[Collected data]
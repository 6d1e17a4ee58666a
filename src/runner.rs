use log::{info, warn};
use std::io::Write;
use std::time::{Instant, SystemTime, UNIX_EPOCH};

use crate::config::{Mode, RunConfig};
use crate::envelope::{Envelope, SINGLE_ADD_REQUEST};
use crate::error::{Result, TransportError};
use crate::transport::{ResponseBody, Transport};

pub type ItemTemplate = Box<dyn Fn(usize) -> String + Send + Sync>;

/// Outcome of the single attempt.
#[derive(Debug, Clone, PartialEq, Eq)]
pub enum Report {
    Returned(ResponseBody),
    Failed(TransportError),
}

impl Report {
    pub fn is_success(&self) -> bool {
        matches!(self, Report::Returned(_))
    }
}

/// Builds the envelope, optionally dumps it, sends it once and writes the
/// outcome to `console`.
pub struct Runner<W> {
    config: RunConfig,
    template: ItemTemplate,
    console: W,
}

impl<W: Write> Runner<W> {
    pub fn new(config: RunConfig, template: ItemTemplate, console: W) -> Self {
        Self {
            config,
            template,
            console,
        }
    }

    #[cfg(test)]
    pub fn into_console(self) -> W {
        self.console
    }

    /// Assembles the request body, printing one progress line per batch item.
    pub fn build_body(&mut self) -> Result<String> {
        let envelope = match self.config.mode {
            Mode::Single => Envelope::single(SINGLE_ADD_REQUEST),
            Mode::Batch => {
                let template = &self.template;
                let count = self.config.item_count;
                let envelope = Envelope::batch(&self.config.request_id, count, |i| template(i));
                for i in 0..count {
                    writeln!(self.console, "adding request {i} ")?;
                }
                envelope
            }
        };
        info!("assembled {} bytes of request content", envelope.body().len());
        Ok(envelope.render())
    }

    fn dump(&self, body: &str) {
        if self.config.mode != Mode::Batch {
            return;
        }
        let Some(path) = &self.config.dump_path else {
            return;
        };
        match std::fs::write(path, body) {
            Ok(()) => info!("wrote {} bytes to {}", body.len(), path.display()),
            Err(err) => warn!("could not write {}: {err}", path.display()),
        }
    }

    pub async fn run<T>(&mut self, transport: &T) -> Result<Report>
    where
        T: Transport + ?Sized,
    {
        let body = self.build_body()?;
        self.dump(&body);

        writeln!(self.console, "posting file... to {} ", self.config.url)?;
        let batch = self.config.mode == Mode::Batch;
        let started = Instant::now();
        if batch {
            writeln!(self.console, "starting at {} ", unix_secs())?;
            writeln!(self.console, "about to post: ")?;
        }

        let report = match transport.send(&body, &self.config.headers()).await {
            Ok(res) => {
                classify(&res);
                writeln!(self.console, "***RETURNED: ")?;
                self.console.write_all(&res.body)?;
                if batch {
                    writeln!(self.console, "finishing at {} ", unix_secs())?;
                    writeln!(
                        self.console,
                        "operation took {} seconds ",
                        started.elapsed().as_secs()
                    )?;
                }
                Report::Returned(res)
            }
            // A failed batch run stops here without timing lines.
            Err(err) => {
                writeln!(self.console, "error: {err}")?;
                Report::Failed(err)
            }
        };
        self.console.flush()?;

        Ok(report)
    }
}

/// Warns about responses that reached us but probably did not provision
/// anything. They are still reported as returned.
fn classify(res: &ResponseBody) {
    if !res.status.is_success() {
        warn!("endpoint answered with HTTP {}", res.status);
    }
    if is_soap_fault(&res.text()) {
        warn!("response carries a SOAP Fault");
    }
}

fn is_soap_fault(body: &str) -> bool {
    body.contains(":Fault>") || body.contains("<Fault>") || body.contains(":Fault ")
}

fn unix_secs() -> u64 {
    SystemTime::now()
        .duration_since(UNIX_EPOCH)
        .map(|d| d.as_secs())
        .unwrap_or_default()
}
//! SOAP envelopes carrying SPML 1.0 provisioning requests.
//!
//! Everything here is pure string assembly; nothing touches the network.

pub const SOAP_HEADER: &str = "<soap-env:Envelope xmlns:soap-env=\"http://schemas.xmlsoap.org/soap/envelope/\"><soap-env:Body>";
pub const SOAP_FOOTER: &str = "</soap-env:Body></soap-env:Envelope>";

pub const BATCH_FOOTER: &str = "</batchRequest></soap-env:Body></soap-env:Envelope>";

/// The single `addRequest` sent in single-request mode.
pub const SINGLE_ADD_REQUEST: &str = concat!(
    "<addRequest xmlns=\"urn:oasis:names:tc:SPML:1:0\"><attributes>",
    "<attr name=\"objectclass\"><value>User</value></attr>",
    "<attr name=\"CN\"><value>BSTSEA001TTXTIA001</value></attr>",
    "<attr name=\"Surname\"><value>Tait</value></attr>",
    "<attr name=\"Full Name\"><value>Tiana Tait</value></attr>",
    "<attr name=\"Given Name\"><value>Tiana</value></attr>",
    "<attr name=\"Initials\"><value>T</value></attr>",
    "<attr name=\"nspmDistributionPassword\"><value>BSTSEA001</value></attr>",
    "</attributes></addRequest>",
);

/// Opening of a `batchRequest` envelope, up to and including the
/// `batchRequest` start tag.
pub fn batch_header(request_id: &str) -> String {
    format!(
        "{SOAP_HEADER}<batchRequest xmlns:spml=\"urn:oasis:names:tc:SPML:1:0\" \
         requestID=\"{request_id}\"\nprocessing =\"parallel\" execution=\"synchronous\">"
    )
}

/// Synthetic user entry for batch position `index`.
pub fn add_request_item(index: usize) -> String {
    format!(
        "<addRequest>\n\
         <attributes>\n\
         <attr name=\"objectclass\"> <value>User</value></attr>\n\
         <attr name=\"CN\"> <value>User{index}</value></attr>\n\
         <attr name=\"Given Name\"><value>Something{index}</value></attr>\n\
         <attr name=\"Surname\"><value>Surname{index}</value></attr>\n\
         </attributes>\n\
         </addRequest>\n"
    )
}

/// Concatenates header, items and footer with nothing in between.
pub fn assemble<I, S>(header: &str, items: I, footer: &str) -> String
where
    I: IntoIterator<Item = S>,
    S: AsRef<str>,
{
    let mut out = String::from(header);
    for item in items {
        out.push_str(item.as_ref());
    }
    out.push_str(footer);
    out
}

#[derive(Debug, Clone, PartialEq, Eq)]
pub struct Envelope {
    header: String,
    body: String,
    footer: String,
}

impl Envelope {
    pub fn new<I, S>(header: impl Into<String>, items: I, footer: impl Into<String>) -> Self
    where
        I: IntoIterator<Item = S>,
        S: AsRef<str>,
    {
        Self {
            header: header.into(),
            body: assemble("", items, ""),
            footer: footer.into(),
        }
    }

    /// Envelope around one static payload.
    pub fn single(payload: &str) -> Self {
        Self::new(SOAP_HEADER, [payload], SOAP_FOOTER)
    }

    /// `batchRequest` envelope with `count` items generated by `item`.
    pub fn batch<F>(request_id: &str, count: usize, item: F) -> Self
    where
        F: FnMut(usize) -> String,
    {
        Self::new(batch_header(request_id), (0..count).map(item), BATCH_FOOTER)
    }

    pub fn body(&self) -> &str {
        &self.body
    }

    pub fn render(&self) -> String {
        assemble(&self.header, [&self.body], &self.footer)
    }
}
use serde::Deserialize;
use std::fs::read_to_string;
use std::path::{Path, PathBuf};

use crate::error::Result;

pub const DEFAULT_URL: &str = "http://localhost:8080/sakai-spml/spmlrouter";
pub const DEFAULT_ITEM_COUNT: usize = 15000;
pub const DEFAULT_DUMP_PATH: &str = "/tmp/batchspml";
pub const DEFAULT_USER_AGENT: &str = "Mozilla/4.0 (compatible; MSIE 5.01; Windows NT 5.0)";
pub const DEFAULT_REQUEST_ID: &str = "A4DF567HGD";

#[derive(Debug, Clone, Copy, PartialEq, Eq, Default, Deserialize)]
#[serde(rename_all = "lowercase")]
pub enum Mode {
    /// One fixed `addRequest`.
    #[default]
    Single,
    /// `item_count` generated entries inside a `batchRequest`.
    Batch,
}

/// Everything one run needs. Missing fields in a config file keep their
/// defaults, which point at a local Sakai SPML router.
#[derive(Debug, Clone, PartialEq, Eq, Deserialize)]
#[serde(default, deny_unknown_fields)]
pub struct RunConfig {
    pub url: String,
    pub verify_tls: bool,
    pub mode: Mode,
    pub item_count: usize,
    /// Batch mode writes the assembled body here before sending.
    pub dump_path: Option<PathBuf>,
    pub user_agent: String,
    pub request_id: String,
}

impl Default for RunConfig {
    fn default() -> Self {
        Self {
            url: DEFAULT_URL.to_string(),
            verify_tls: false,
            mode: Mode::default(),
            item_count: DEFAULT_ITEM_COUNT,
            dump_path: Some(PathBuf::from(DEFAULT_DUMP_PATH)),
            user_agent: DEFAULT_USER_AGENT.to_string(),
            request_id: DEFAULT_REQUEST_ID.to_string(),
        }
    }
}

impl RunConfig {
    pub fn from_file(path: impl AsRef<Path>) -> Result<Self> {
        let path = path.as_ref();
        let content = read_to_string(path)
            .map_err(|err| format!("cannot read config {}: {err}", path.display()))?;
        Ok(serde_json::from_str(&content)?)
    }

    /// Config file named by the first argument, or the defaults.
    pub fn from_args(mut args: impl Iterator<Item = String>) -> Result<Self> {
        match args.nth(1) {
            Some(path) => Self::from_file(path),
            None => Ok(Self::default()),
        }
    }

    /// Headers sent with every request.
    pub fn headers(&self) -> Vec<(String, String)> {
        vec![
            ("Content-Type".to_string(), "text/xml".to_string()),
            ("SOAPAction".to_string(), "\"\"".to_string()),
            ("User-Agent".to_string(), self.user_agent.clone()),
        ]
    }
}

#[cfg(test)]
mod tests {
    use super::*;
    use std::io::Write;

    #[test]
    fn defaults_match_local_router() {
        let config = RunConfig::default();
        assert_eq!(config.url, "http://localhost:8080/sakai-spml/spmlrouter");
        assert_eq!(config.mode, Mode::Single);
        assert_eq!(config.item_count, 15000);
        assert!(!config.verify_tls);
    }

    #[test]
    fn partial_file_keeps_defaults() {
        let mut file = tempfile::NamedTempFile::new().unwrap();
        write!(
            file,
            r#"{{"url": "https://sakai.example.org/sakai-spml/spmlrouter", "mode": "batch", "item_count": 3}}"#
        )
        .unwrap();

        let config = RunConfig::from_file(file.path()).unwrap();
        assert_eq!(config.url, "https://sakai.example.org/sakai-spml/spmlrouter");
        assert_eq!(config.mode, Mode::Batch);
        assert_eq!(config.item_count, 3);
        assert_eq!(config.user_agent, DEFAULT_USER_AGENT);
        assert_eq!(config.dump_path, Some(PathBuf::from(DEFAULT_DUMP_PATH)));
    }

    #[test]
    fn null_dump_path_disables_sink() {
        let mut file = tempfile::NamedTempFile::new().unwrap();
        write!(file, r#"{{"dump_path": null}}"#).unwrap();

        let config = RunConfig::from_file(file.path()).unwrap();
        assert_eq!(config.dump_path, None);
    }

    #[test]
    fn unknown_fields_are_rejected() {
        let mut file = tempfile::NamedTempFile::new().unwrap();
        write!(file, r#"{{"timeout": 5}}"#).unwrap();

        assert!(RunConfig::from_file(file.path()).is_err());
    }

    #[test]
    fn missing_file_is_an_error() {
        let err = RunConfig::from_file("/nonexistent/spml.json").unwrap_err();
        assert!(err.to_string().contains("cannot read config"));
    }

    #[test]
    fn no_argument_means_defaults() {
        let args = vec!["spml-post".to_string()];
        assert_eq!(RunConfig::from_args(args.into_iter()).unwrap(), RunConfig::default());
    }

    #[test]
    fn headers_carry_soap_action() {
        let headers = RunConfig::default().headers();
        assert!(headers.contains(&("Content-Type".to_string(), "text/xml".to_string())));
        assert!(headers.contains(&("SOAPAction".to_string(), "\"\"".to_string())));
    }
}
// NES Emulator - Main Entry Point

use nes_rs::display::{run_display, WindowConfig};
use nes_rs::emulator::Emulator;
use std::env;
use std::process::ExitCode;

fn main() -> ExitCode {
    let mut args = env::args();
    let program = args.next().unwrap_or_else(|| "nes-rs".to_string());
    let Some(rom_path) = args.next() else {
        eprintln!("usage: {} <rom.nes>", program);
        return ExitCode::FAILURE;
    };

    let mut emulator = Emulator::new();
    if let Err(err) = emulator.load_rom(&rom_path) {
        eprintln!("failed to load '{}': {}", rom_path, err);
        return ExitCode::FAILURE;
    }

    let video = emulator.config().video.clone();
    let config = WindowConfig::new()
        .with_scale(video.scale)
        .with_fps(video.fps)
        .with_vsync(video.vsync);

    if let Err(err) = run_display(config, emulator) {
        eprintln!("display error: {}", err);
        return ExitCode::FAILURE;
    }

    ExitCode::SUCCESS
}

Assignment
Give back precisely the lines above that start at the line containing "pub struct RunConfig" and end at the line containing "let path = path.as_ref();", inclusive. No other lines belong in the output.

Answer space
pub struct RunConfig {
    pub url: String,
    pub verify_tls: bool,
    pub mode: Mode,
    pub item_count: usize,
    /// Batch mode writes the assembled body here before sending.
    pub dump_path: Option<PathBuf>,
    pub user_agent: String,
    pub request_id: String,
}

impl Default for RunConfig {
    fn default() -> Self {
        Self {
            url: DEFAULT_URL.to_string(),
            verify_tls: false,
            mode: Mode::default(),
            item_count: DEFAULT_ITEM_COUNT,
            dump_path: Some(PathBuf::from(DEFAULT_DUMP_PATH)),
            user_agent: DEFAULT_USER_AGENT.to_string(),
            request_id: DEFAULT_REQUEST_ID.to_string(),
        }
    }
}

impl RunConfig {
    pub fn from_file(path: impl AsRef<Path>) -> Result<Self> {
        let path = path.as_ref();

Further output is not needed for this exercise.